Solutions found when searching for an answer all states "selinux enforcing
will not allow qmailadmin to set uid". "Disable selinux if it is enabled".
This is not a solution I'm willing to accept.
vpopmail directory has this context:
# vpopmail vchkpw user_u:object_r:user_home_t
Summary:
SELinux is preventing the qmailadmin from using potentially mislabeled files
(./1294101113.qw).
Detailed Description:
SELinux has denied qmailadmin access to potentially mislabeled file(s)
(./1294101113.qw). This means that SELinux will not allow qmailadmin to use
these files.
Additional Information:
Source Context user_u:system_r:httpd_sys_script_t
Target Context user_u:object_r:user_home_t
Target Objects ./1294101113.qw [ dir ]
Source qmailadmin
Source Path /var/www/cgi-bin/qmailadmin
Port <Unknown>
Host host.atmyhome
Source RPM Packages
Target RPM Packages
Policy RPM selinux-policy-2.4.6-279.el5_5.2
Selinux Enabled True
Policy Type targeted
MLS Enabled True
Enforcing Mode Permissive
Plugin Name home_tmp_bad_labels
Host Name host.atmyhome
Platform Linux host.atmyhome 2.6.18-194.26.1.el5 #1 SMP
Tue
Nov 9 12:54:40 EST 2010 i686 i686
Alert Count 1
First Seen Mon Jan 3 15:31:53 2011
Last Seen Mon Jan 3 15:31:53 2011
Local ID f2265c4e-f0eb-4578-a760-0cf0678b2216
Line Numbers
Raw Audit Messages
host=host.atmyhome type=AVC msg=audit(1294101113.176:2334): avc: denied {
add_name } for pid=6717 comm="qmailadmin" name="1294101113.qw"

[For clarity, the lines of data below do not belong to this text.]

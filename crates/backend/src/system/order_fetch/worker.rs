use anyhow::Result;
use chrono::Utc;
use contracts::domain::a006_connection_mp::aggregate::ConnectionMP;
use contracts::system::order_fetch::{
    FetchMode, OrderFetchProgress, OrderFetchTask, PeriodError, TaskStatus, TotalMonths,
};
use std::sync::Arc;
use std::time::Duration;
use tokio::task::JoinHandle;
use tracing::{error, info, warn};

use super::logger::TaskLogger;
use super::registry::{CancellationHandle, TaskRegistry};
use super::store::{TaskStore, TaskUpdate};
use crate::shared::config;
use crate::shared::marketplaces::{OrderWindow, PlatformService, PlatformServiceFactory};

/// Параметры цикла, общие для всех задач процесса
#[derive(Debug, Clone, PartialEq, Eq)]
pub struct WorkerSettings {
    pub iteration_delay: Duration,
    pub page_limit: u32,
    pub max_auto_months: Option<u32>,
}

impl WorkerSettings {
    pub fn from_config(cfg: &config::OrderFetchConfig) -> Self {
        Self {
            iteration_delay: cfg.iteration_delay(),
            page_limit: cfg.page_limit,
            max_auto_months: cfg.max_auto_months,
        }
    }
}

/// Итог одного месячного окна
enum WindowOutcome {
    Orders(u64),
    Empty,
    Rejected,
}

/// Выполняет одну задачу выгрузки от запуска до терминального статуса.
///
/// Идёт назад от текущей даты месячными окнами. Ошибка отдельного месяца
/// записывается в `progress.errors` и не прерывает цикл; остановка
/// проверяется только в начале итерации.
pub struct OrderFetchWorker {
    task: OrderFetchTask,
    connection: ConnectionMP,
    handle: CancellationHandle,
    store: Arc<dyn TaskStore>,
    platforms: Arc<dyn PlatformServiceFactory>,
    registry: Arc<TaskRegistry>,
    logger: Arc<TaskLogger>,
    settings: WorkerSettings,
}

impl OrderFetchWorker {
    #[allow(clippy::too_many_arguments)]
    pub fn new(
        task: OrderFetchTask,
        connection: ConnectionMP,
        handle: CancellationHandle,
        store: Arc<dyn TaskStore>,
        platforms: Arc<dyn PlatformServiceFactory>,
        registry: Arc<TaskRegistry>,
        logger: Arc<TaskLogger>,
        settings: WorkerSettings,
    ) -> Self {
        Self {
            task,
            connection,
            handle,
            store,
            platforms,
            registry,
            logger,
            settings,
        }
    }

    /// Запускает воркер в фоне; вызывающий код его не ждёт
    pub fn spawn(self) -> JoinHandle<TaskStatus> {
        tokio::spawn(self.run())
    }

    pub async fn run(self) -> TaskStatus {
        let task_id = self.task.id;
        info!(
            "Order fetch task {} started for connection {} ({:?}, stop_at_first={})",
            task_id, self.task.connection_id, self.task.config.mode, self.task.config.stop_at_first
        );
        self.log(&format!(
            "Started: platform {}, mode {:?}, duration {:?}, stop_at_first {}",
            self.task.platform.display_name(),
            self.task.config.mode,
            self.task.config.duration,
            self.task.config.stop_at_first
        ));

        let mut progress = self.task.progress.clone();
        let status = match self.execute(&mut progress).await {
            Ok(()) => {
                let status = if self.handle.is_cancelled() {
                    TaskStatus::Stopped
                } else {
                    TaskStatus::Completed
                };
                if self.finish(status, progress, None).await {
                    status
                } else {
                    TaskStatus::Failed
                }
            }
            Err(e) => {
                error!("Order fetch task {} failed: {:#}", task_id, e);
                self.finish(TaskStatus::Failed, progress, Some(format!("{:#}", e)))
                    .await;
                TaskStatus::Failed
            }
        };

        self.registry.unregister(&task_id);
        status
    }

    /// Предел числа итераций: глубина для `Duration`, опциональный предел для `Auto`
    fn month_limit(&self) -> Option<u32> {
        match self.task.config.mode {
            FetchMode::Duration => self.task.config.duration_months(),
            FetchMode::Auto => self.settings.max_auto_months,
        }
    }

    async fn execute(&self, progress: &mut OrderFetchProgress) -> Result<()> {
        let service = self.platforms.create(&self.connection)?;
        service.initialize().await?;

        let month_limit = self.month_limit();
        let mut current_date = Utc::now();
        let mut months_processed: u32 = 0;

        loop {
            if self.handle.is_cancelled() {
                info!(
                    "Order fetch task {} stopped after {} months",
                    self.task.id, months_processed
                );
                self.log(&format!("Stop requested, exiting after {} months", months_processed));
                break;
            }

            let window = OrderWindow::month_before(current_date, self.settings.page_limit)?;
            let month = months_processed + 1;
            let mut reached_boundary = false;

            match self.fetch_window(service.as_ref(), &window).await {
                Ok(WindowOutcome::Orders(count)) => {
                    progress.orders_processed += count;
                    progress.last_processed_date = Some(window.start);
                    self.log(&format!(
                        "Month {} [{} .. {}): {} orders",
                        month,
                        window.start.format("%Y-%m-%d"),
                        window.end.format("%Y-%m-%d"),
                        count
                    ));
                }
                Ok(WindowOutcome::Rejected) => {
                    warn!(
                        "Order fetch task {}: month {} orders were not normalized",
                        self.task.id, month
                    );
                    self.log(&format!("Month {}: normalization unsuccessful", month));
                }
                Ok(WindowOutcome::Empty) => {
                    self.log(&format!(
                        "Month {} [{} .. {}): no orders",
                        month,
                        window.start.format("%Y-%m-%d"),
                        window.end.format("%Y-%m-%d")
                    ));
                    if self.task.config.stop_at_first && months_processed > 0 {
                        reached_boundary = true;
                    }
                }
                Err(e) => {
                    warn!(
                        "Order fetch task {}: month {} failed: {:#}",
                        self.task.id, month, e
                    );
                    self.log(&format!("Month {} failed: {:#}", month, e));
                    progress.errors.push(PeriodError {
                        month,
                        date: window.start,
                        error: format!("{:#}", e),
                        timestamp: Utc::now(),
                    });
                }
            }

            months_processed = month;
            progress.current_month = months_processed;
            if let Err(e) = self
                .store
                .update(&self.task.id, TaskUpdate::progress(progress.clone()))
                .await
            {
                warn!(
                    "Order fetch task {}: month {} progress was not saved: {}",
                    self.task.id, month, e
                );
                self.log(&format!("Month {}: progress not saved: {}", month, e));
                progress.errors.push(PeriodError {
                    month,
                    date: window.start,
                    error: format!("Progress not saved: {}", e),
                    timestamp: Utc::now(),
                });
                // Повторная неудача означает, что хранилище недоступно
                self.store
                    .update(&self.task.id, TaskUpdate::progress(progress.clone()))
                    .await?;
            }

            if reached_boundary {
                info!(
                    "Order fetch task {} reached the order history boundary at month {}",
                    self.task.id, months_processed
                );
                self.log("Empty month after processed months, history boundary reached");
                break;
            }
            if let Some(limit) = month_limit {
                if months_processed >= limit {
                    self.log(&format!("Month limit {} reached", limit));
                    break;
                }
            }

            current_date = window.start;
            tokio::time::sleep(self.settings.iteration_delay).await;
        }

        Ok(())
    }

    async fn fetch_window(
        &self,
        service: &dyn PlatformService,
        window: &OrderWindow,
    ) -> Result<WindowOutcome> {
        let fetched = service.fetch_orders(window).await?;
        if !fetched.success || fetched.data.is_empty() {
            return Ok(WindowOutcome::Empty);
        }

        let normalized = service.normalize_orders(fetched.data).await?;
        if normalized.success {
            Ok(WindowOutcome::Orders(normalized.data.len() as u64))
        } else {
            Ok(WindowOutcome::Rejected)
        }
    }

    /// Терминальная запись: итоговое число месяцев = выполненные итерации.
    /// Возвращает `false`, если статус не удалось записать.
    async fn finish(
        &self,
        status: TaskStatus,
        mut progress: OrderFetchProgress,
        error: Option<String>,
    ) -> bool {
        let now = Utc::now();
        progress.total_months = TotalMonths::Known(progress.current_month);
        let summary = format!(
            "Finished with status {}: {} months, {} orders, {} period errors",
            status,
            progress.current_month,
            progress.orders_processed,
            progress.errors.len()
        );

        let update = TaskUpdate {
            progress: Some(progress),
            error: error.clone(),
            stopped_at: (status == TaskStatus::Stopped).then_some(now),
            completed_at: Some(now),
        };

        let recorded = match self.store.finish(&self.task.id, status, update).await {
            Ok(true) => {
                info!("Order fetch task {}: {}", self.task.id, summary);
                true
            }
            Ok(false) => {
                warn!(
                    "Order fetch task {} was already in a terminal state, {} not recorded",
                    self.task.id, status
                );
                true
            }
            Err(e) => {
                error!(
                    "Failed to record final status {} for order fetch task {}: {}",
                    status, self.task.id, e
                );
                self.log(&format!("Final status {} not saved: {}", status, e));
                false
            }
        };

        if let Some(error) = error {
            self.log(&format!("Error: {}", error));
        }
        self.log(&summary);
        recorded
    }

    fn log(&self, message: &str) {
        self.logger.log(&self.task.id, message);
    }
}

scontext=user_u:system_r:httpd_sys_script_t:s0
tcontext=user_u:object_r:user_home_t:s0 tclass=dir
host=host.atmyhome type=AVC msg=audit(1294101113.176:2334): avc: denied {
create } for pid=6717 comm="qmailadmin" name="1294101113.qw"
scontext=user_u:system_r:httpd_sys_script_t:s0
tcontext=user_u:object_r:user_home_t:s0 tclass=file
host=host.atmyhome type=SYSCALL msg=audit(1294101113.176:2334): arch=40000003
syscall=5 success=yes exit=5 a0=8070b80 a1=241 a2=1b6 a3=9ebe4b8 items=0
ppid=21470 pid=6717 auid=4294967295 uid=48 gid=48 euid=508 suid=508 fsuid=508
egid=503 sgid=503 fsgid=503 tty=(none) ses=4294967295 comm="qmailadmin"
exe="/var/www/cgi-bin/qmailadmin" subj=user_u:system_r:httpd_sys_script_t:s0
key=(null)
Also this one follows:
SELinux is preventing the qmailadmin from using potentially mislabeled files
(/home/vpopmail/domains/atmyhome.org/kris_s/Maildir/1294101113.qw).
Detailed Description:
[SELinux is in permissive mode, the operation would have been denied but was
permitted due to permissive mode.]
SELinux has denied qmailadmin access to potentially mislabeled file(s)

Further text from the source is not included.